### Required work
Once the line containing "to build separators" has been written out, stop; until then, restate each line of the entries below word for word from the first.

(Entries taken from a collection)
• • • • •
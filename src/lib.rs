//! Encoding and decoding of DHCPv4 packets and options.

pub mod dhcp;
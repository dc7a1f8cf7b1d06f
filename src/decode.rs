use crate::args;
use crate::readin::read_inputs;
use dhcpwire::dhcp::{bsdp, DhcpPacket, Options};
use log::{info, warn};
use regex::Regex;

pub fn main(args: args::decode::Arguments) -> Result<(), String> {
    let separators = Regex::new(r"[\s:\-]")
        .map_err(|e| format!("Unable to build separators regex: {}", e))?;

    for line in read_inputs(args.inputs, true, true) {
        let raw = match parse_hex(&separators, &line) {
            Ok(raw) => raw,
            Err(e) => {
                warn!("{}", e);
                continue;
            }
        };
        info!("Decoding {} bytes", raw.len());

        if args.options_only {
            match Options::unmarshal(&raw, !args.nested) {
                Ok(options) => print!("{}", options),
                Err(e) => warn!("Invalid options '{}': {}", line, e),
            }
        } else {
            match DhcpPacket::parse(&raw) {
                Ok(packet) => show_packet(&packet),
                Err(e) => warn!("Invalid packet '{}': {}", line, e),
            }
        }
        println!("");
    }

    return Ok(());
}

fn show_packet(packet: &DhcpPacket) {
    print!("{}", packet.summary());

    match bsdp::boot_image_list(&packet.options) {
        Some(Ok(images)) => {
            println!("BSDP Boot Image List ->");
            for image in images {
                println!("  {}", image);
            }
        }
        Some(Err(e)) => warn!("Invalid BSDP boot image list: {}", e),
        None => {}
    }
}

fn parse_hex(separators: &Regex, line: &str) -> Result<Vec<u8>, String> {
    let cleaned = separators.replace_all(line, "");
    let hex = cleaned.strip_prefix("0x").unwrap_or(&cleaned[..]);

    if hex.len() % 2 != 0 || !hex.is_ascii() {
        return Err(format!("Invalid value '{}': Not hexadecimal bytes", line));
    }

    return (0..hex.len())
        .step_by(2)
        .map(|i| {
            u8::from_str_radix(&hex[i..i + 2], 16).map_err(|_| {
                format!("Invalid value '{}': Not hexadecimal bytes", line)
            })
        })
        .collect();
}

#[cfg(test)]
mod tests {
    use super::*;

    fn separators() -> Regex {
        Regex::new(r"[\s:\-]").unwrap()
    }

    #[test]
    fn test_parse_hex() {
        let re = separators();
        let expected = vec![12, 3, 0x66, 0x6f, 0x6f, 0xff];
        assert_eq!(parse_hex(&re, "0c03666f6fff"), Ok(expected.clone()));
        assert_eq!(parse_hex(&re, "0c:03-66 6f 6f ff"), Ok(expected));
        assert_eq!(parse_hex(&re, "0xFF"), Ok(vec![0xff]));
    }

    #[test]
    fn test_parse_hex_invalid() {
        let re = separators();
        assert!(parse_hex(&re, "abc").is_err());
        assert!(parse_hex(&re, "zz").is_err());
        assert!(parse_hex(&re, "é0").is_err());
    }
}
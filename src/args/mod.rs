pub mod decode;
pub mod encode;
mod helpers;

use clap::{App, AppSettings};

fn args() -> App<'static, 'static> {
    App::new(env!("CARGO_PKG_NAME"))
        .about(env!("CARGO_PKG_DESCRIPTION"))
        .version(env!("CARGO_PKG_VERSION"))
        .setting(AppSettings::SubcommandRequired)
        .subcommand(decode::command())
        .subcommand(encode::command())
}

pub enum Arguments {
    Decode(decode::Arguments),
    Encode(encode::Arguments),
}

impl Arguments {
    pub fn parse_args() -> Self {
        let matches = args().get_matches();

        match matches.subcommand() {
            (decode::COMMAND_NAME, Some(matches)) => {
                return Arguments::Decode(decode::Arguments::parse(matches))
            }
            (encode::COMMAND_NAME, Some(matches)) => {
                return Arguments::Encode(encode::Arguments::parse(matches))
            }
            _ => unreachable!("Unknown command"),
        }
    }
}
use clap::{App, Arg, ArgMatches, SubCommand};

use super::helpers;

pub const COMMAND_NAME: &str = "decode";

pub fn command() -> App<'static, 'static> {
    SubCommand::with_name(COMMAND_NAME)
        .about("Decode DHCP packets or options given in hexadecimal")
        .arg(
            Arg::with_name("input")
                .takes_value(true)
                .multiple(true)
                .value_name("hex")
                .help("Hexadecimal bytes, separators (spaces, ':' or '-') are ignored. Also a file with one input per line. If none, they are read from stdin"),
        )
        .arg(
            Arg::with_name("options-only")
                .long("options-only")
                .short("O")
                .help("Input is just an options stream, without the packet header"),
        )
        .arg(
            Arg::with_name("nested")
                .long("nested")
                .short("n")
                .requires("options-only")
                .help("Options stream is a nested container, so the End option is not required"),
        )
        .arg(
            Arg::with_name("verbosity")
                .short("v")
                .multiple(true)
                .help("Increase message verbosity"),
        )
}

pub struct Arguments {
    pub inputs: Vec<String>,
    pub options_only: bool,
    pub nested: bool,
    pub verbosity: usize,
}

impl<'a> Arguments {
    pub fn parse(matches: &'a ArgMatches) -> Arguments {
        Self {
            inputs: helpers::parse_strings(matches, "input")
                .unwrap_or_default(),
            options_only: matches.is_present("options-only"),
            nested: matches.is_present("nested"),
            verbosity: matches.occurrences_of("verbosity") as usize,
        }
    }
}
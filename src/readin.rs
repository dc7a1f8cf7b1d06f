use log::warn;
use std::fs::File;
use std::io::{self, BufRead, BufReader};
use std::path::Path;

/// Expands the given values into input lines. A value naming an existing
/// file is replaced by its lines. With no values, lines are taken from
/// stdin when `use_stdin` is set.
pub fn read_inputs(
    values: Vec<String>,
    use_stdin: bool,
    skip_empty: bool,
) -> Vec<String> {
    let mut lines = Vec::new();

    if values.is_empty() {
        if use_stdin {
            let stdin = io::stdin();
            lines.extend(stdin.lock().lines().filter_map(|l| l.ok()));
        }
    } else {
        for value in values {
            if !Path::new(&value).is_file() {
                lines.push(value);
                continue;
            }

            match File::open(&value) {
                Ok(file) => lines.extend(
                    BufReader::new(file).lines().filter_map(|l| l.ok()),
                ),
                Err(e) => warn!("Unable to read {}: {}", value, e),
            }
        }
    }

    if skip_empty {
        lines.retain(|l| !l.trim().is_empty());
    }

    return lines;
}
• • • • •
### Solution to this problem
filename src/lib.rs
//! Encoding and decoding of DHCPv4 packets and options.

pub mod dhcp;
repository dc7a1f8cf7b1d06f
filename src/decode.rs
use crate::args;
use crate::readin::read_inputs;
use dhcpwire::dhcp::{bsdp, DhcpPacket, Options};
use log::{info, warn};
use regex::Regex;

pub fn main(args: args::decode::Arguments) -> Result<(), String> {
    let separators = Regex::new(r"[\s:\-]")
        .map_err(|e| format!("Unable to build separators regex: {}", e))?;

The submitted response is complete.